### Your task
Every line holding the string "PropertySet" is to be copied from the entries below.

### Exercise data
##############################

use serde_json::Value;

use crate::api::metadata_dto::{EndpointDto, EndpointRoleDto};
use crate::domain::id::{IdAllocator, sanitize_file_stem};
use crate::domain::property::PropertySet;
use crate::domain::resource::{Resource, ResourceFolder, checked_file_name};
use crate::error::{Error, Result};

#[derive(Debug, Clone, Copy, PartialEq, Eq)]
pub enum EndpointRole {
    Sender,
    Receiver,
}

impl EndpointRole {
    pub fn direction(&self) -> &'static str {
        match self {
            EndpointRole::Sender => "Sender",
            EndpointRole::Receiver => "Receiver",
        }
    }

    /// Value of the participant's `ifl:type`.
    pub fn participant_type(&self) -> &'static str {
        match self {
            EndpointRole::Sender => "EndpointSender",
            // Spelling matches what the SAP designer writes.
            EndpointRole::Receiver => "EndpointRecevier",
        }
    }
}

fn map_endpoint_role(dto_role: EndpointRoleDto) -> EndpointRole {
    match dto_role {
        EndpointRoleDto::Sender => EndpointRole::Sender,
        EndpointRoleDto::Receiver => EndpointRole::Receiver,
    }
}

#[derive(Debug, Clone, Copy, PartialEq, Eq)]
pub enum AdapterType {
    Https,
    Http,
    Soap,
    Sftp,
    OData,
    ProcessDirect,
    Mail,
}

impl AdapterType {
    pub fn parse(raw: &str) -> Option<AdapterType> {
        match raw.trim().to_ascii_lowercase().replace(['-', ' '], "_").as_str() {
            "https" => Some(AdapterType::Https),
            "http" => Some(AdapterType::Http),
            "soap" => Some(AdapterType::Soap),
            "sftp" => Some(AdapterType::Sftp),
            "odata" | "hcio_data" | "odata_v2" => Some(AdapterType::OData),
            "processdirect" | "process_direct" => Some(AdapterType::ProcessDirect),
            "mail" | "smtp" => Some(AdapterType::Mail),
            _ => None,
        }
    }

    /// Name shown on the message flow in the designer.
    pub fn display_name(&self) -> &'static str {
        match self {
            AdapterType::Https => "HTTPS",
            AdapterType::Http => "HTTP",
            AdapterType::Soap => "SOAP",
            AdapterType::Sftp => "SFTP",
            AdapterType::OData => "OData",
            AdapterType::ProcessDirect => "ProcessDirect",
            AdapterType::Mail => "Mail",
        }
    }

    pub fn supports(&self, role: EndpointRole) -> bool {
        match self {
            AdapterType::Https => role == EndpointRole::Sender,
            AdapterType::Http | AdapterType::OData | AdapterType::Mail => role == EndpointRole::Receiver,
            AdapterType::Soap | AdapterType::Sftp | AdapterType::ProcessDirect => true,
        }
    }

    /// (ComponentType, TransportProtocol, MessageProtocol, variant version, componentVersion)
    fn variant(&self, role: EndpointRole) -> (&'static str, &'static str, &'static str, &'static str, &'static str) {
        match (self, role) {
            (AdapterType::Https, _) => ("HTTPS", "HTTPS", "None", "1.5.0", "1.5"),
            (AdapterType::Http, _) => ("HTTP", "HTTP", "None", "1.16.1", "1.16"),
            (AdapterType::Soap, EndpointRole::Sender) => ("SOAP", "HTTP", "SOAP 1.x", "1.8.0", "1.8"),
            (AdapterType::Soap, EndpointRole::Receiver) => ("SOAP", "HTTP", "SOAP 1.x", "1.9.0", "1.9"),
            (AdapterType::Sftp, EndpointRole::Sender) => ("SFTP", "SFTP", "File", "1.11.2", "1.11"),
            (AdapterType::Sftp, EndpointRole::Receiver) => ("SFTP", "SFTP", "File", "1.11.1", "1.11"),
            (AdapterType::OData, _) => ("HCIOData", "HTTP", "OData V2", "1.25.0", "1.25"),
            (AdapterType::ProcessDirect, EndpointRole::Sender) => ("ProcessDirect", "Not Applicable", "Not Applicable", "1.1.2", "1.1"),
            (AdapterType::ProcessDirect, EndpointRole::Receiver) => ("ProcessDirect", "Not Applicable", "Not Applicable", "1.0.0", "1.0"),
            (AdapterType::Mail, _) => ("Mail", "SMTP", "None", "1.10.0", "1.10"),
        }
    }

    /// Metadata keys accepted as shorthand for the adapter's own property name.
    fn aliases(&self, role: EndpointRole) -> &'static [(&'static str, &'static str)] {
        match (self, role) {
            (AdapterType::Https, _) => &[("address", "urlPath"), ("path", "urlPath")],
            (AdapterType::Http, _) => &[("address", "httpAddressWithoutQuery"), ("url", "httpAddressWithoutQuery"), ("method", "httpMethod")],
            (AdapterType::OData, _) => &[("url", "address"), ("resource", "resourcePath")],
            (AdapterType::Sftp, _) => &[("directory", "path"), ("file_name", "fileName"), ("credential", "credential_name")],
            (AdapterType::Mail, _) => &[("host", "server")],
            _ => &[("url", "address")],
        }
    }

    /// Full property block of a message flow using this adapter.
    pub fn default_properties(&self, role: EndpointRole) -> PropertySet {
        let (component_type, transport, message, variant_version, component_version) = self.variant(role);
        let direction = role.direction();

        let mut set = PropertySet::from_pairs(&[
            ("ComponentType", component_type),
            ("Description", ""),
            ("ComponentNS", "sap"),
            ("Name", self.display_name()),
            ("TransportProtocolVersion", component_version),
            ("ComponentSWCVName", "external"),
            ("ComponentSWCVId", component_version),
            ("direction", direction),
            ("TransportProtocol", transport),
            ("MessageProtocol", message),
            ("MessageProtocolVersion", component_version),
            ("componentVersion", component_version),
            (
                "cmdVariantUri",
                format!(
                    "ctype::AdapterVariant/cname::sap:{}/tp::{}/mp::{}/direction::{}/version::{}",
                    component_type, transport, message, direction, variant_version
                )
                .as_str(),
            ),
        ]);

        let specific: &[(&str, &str)] = match (self, role) {
            (AdapterType::Https, _) => &[
                ("urlPath", "/"),
                ("senderAuthType", "RoleBased"),
                ("userRole", "ESBMessaging.send"),
                ("maximumBodySize", "40"),
                ("xsrfProtection", "0"),
            ],
            (AdapterType::Http, _) => &[
                ("httpAddressWithoutQuery", ""),
                ("httpAddressQuery", ""),
                ("httpMethod", "POST"),
                ("authenticationMethod", "None"),
                ("credentialName", ""),
                ("httpRequestTimeout", "60000"),
                ("throwExceptionOnFailure", "true"),
            ],
            (AdapterType::Soap, EndpointRole::Sender) => &[
                ("address", "/"),
                ("serviceDefinition", "WSDL"),
                ("processingSettings", "WSStandard"),
                ("senderAuthType", "RoleBased"),
                ("userRole", "ESBMessaging.send"),
            ],
            (AdapterType::Soap, EndpointRole::Receiver) => &[
                ("address", ""),
                ("wsdlURL", ""),
                ("serviceName", ""),
                ("operationName", ""),
                ("authentication", "None"),
                ("credentialName", ""),
                ("requestTimeout", "60000"),
            ],
            (AdapterType::Sftp, EndpointRole::Sender) => &[
                ("host", ""),
                ("path", "/"),
                ("fileName", "*"),
                ("authentication", "public_key"),
                ("credential_name", ""),
                ("postProcessing", "delete"),
            ],
            (AdapterType::Sftp, EndpointRole::Receiver) => &[
                ("host", ""),
                ("path", "/"),
                ("fileName", "${date:now:yyyyMMddHHmmss}.xml"),
                ("authentication", "public_key"),
                ("credential_name", ""),
                ("fileExist", "Override"),
            ],
            (AdapterType::OData, _) => &[
                ("address", ""),
                ("resourcePath", ""),
                ("operation", "Query(GET)"),
                ("authenticationMethod", "None"),
                ("credentialName", ""),
            ],
            (AdapterType::ProcessDirect, _) => &[("address", "/")],
            (AdapterType::Mail, _) => &[
                ("server", ""),
                ("from", ""),
                ("to", ""),
                ("subject", ""),
                ("authentication", "None"),
                ("credentialName", ""),
            ],
        };

        for (k, v) in specific {
            set.set(*k, *v);
        }
        set
    }

    fn canonical_key(&self, role: EndpointRole, key: &str) -> String {
        self.aliases(role)
            .iter()
            .find(|(alias, _)| *alias == key)
            .map(|(_, canonical)| canonical.to_string())
            .unwrap_or_else(|| key.to_string())
    }
}

/// A sender or receiver system, drawn as a collaboration participant.
#[derive(Debug, Clone, PartialEq)]
pub struct Participant {
    /// Id used in the metadata JSON.
    pub id: String,
    pub element_id: String,
    pub name: String,
    pub role: EndpointRole,
    pub adapter: AdapterType,
    /// Adapter properties, written on the message flow.
    pub adapter_properties: PropertySet,
    pub resources: Vec<Resource>,
}

impl Participant {
    pub fn from_dto(dto: &EndpointDto, ids: &mut IdAllocator) -> Result<Participant> {
        let role = map_endpoint_role(dto.role);
        let adapter = AdapterType::parse(&dto.adapter)
            .filter(|adapter| adapter.supports(role))
            .ok_or_else(|| {
                log::error!("Endpoint '{}' uses unsupported adapter '{}'.", dto.id, dto.adapter);
                Error::UnsupportedAdapter {
                    endpoint: dto.id.clone(),
                    adapter: dto.adapter.clone(),
                    role: role.direction().to_lowercase(),
                }
            })?;

        let mut adapter_properties = adapter.default_properties(role);
        let mut resources = Vec::new();

        if let Some(content) = &dto.wsdl_content {
            let file_name = match &dto.wsdl_file {
                Some(file) => checked_file_name(&dto.id, file)?,
                None => format!("{}.wsdl", sanitize_file_stem(&dto.id)),
            };
            let key = match role {
                EndpointRole::Sender => "serviceDefinitionUrl",
                EndpointRole::Receiver => "wsdlURL",
            };
            adapter_properties.set(key, format!("/wsdl/{}", file_name));
            resources.push(Resource::new(ResourceFolder::Wsdl, file_name, content.clone()));
        }
        if let Some(content) = &dto.schema_content {
            let file_name = match &dto.schema_file {
                Some(file) => checked_file_name(&dto.id, file)?,
                None => format!("{}.xsd", sanitize_file_stem(&dto.id)),
            };
            resources.push(Resource::new(ResourceFolder::Xsd, file_name, content.clone()));
        }

        for (key, value) in &dto.properties {
            adapter_properties.set(adapter.canonical_key(role, key), value_to_property(value));
        }

        let name = dto.name.clone().unwrap_or_else(|| dto.id.clone());

        Ok(Participant {
            id: dto.id.clone(),
            element_id: ids.next("Participant"),
            name,
            role,
            adapter,
            adapter_properties,
            resources,
        })
    }
}

/// JSON scalars become their plain text, anything else its JSON text.
fn value_to_property(value: &Value) -> String {
    match value {
        Value::String(s) => s.clone(),
        Value::Null => String::new(),
        other => other.to_string(),
    }
}

/// Adapter connection between a participant and the integration process.
#[derive(Debug, Clone, PartialEq)]
pub struct MessageFlow {
    pub element_id: String,
    pub name: String,
    pub source: String,
    pub target: String,
    pub properties: PropertySet,
}
pub mod component;
pub mod endpoint;
pub mod event;
pub mod id;
pub mod iflow;
pub mod layout;
pub mod parameters;
pub mod property;
pub mod resource;
pub mod sequence_flow;

mod iflow_tests;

##############################

### Reply to the task
use crate::domain::property::PropertySet;
    pub fn default_properties(&self, role: EndpointRole) -> PropertySet {
        let mut set = PropertySet::from_pairs(&[
    pub adapter_properties: PropertySet,
    pub properties: PropertySet,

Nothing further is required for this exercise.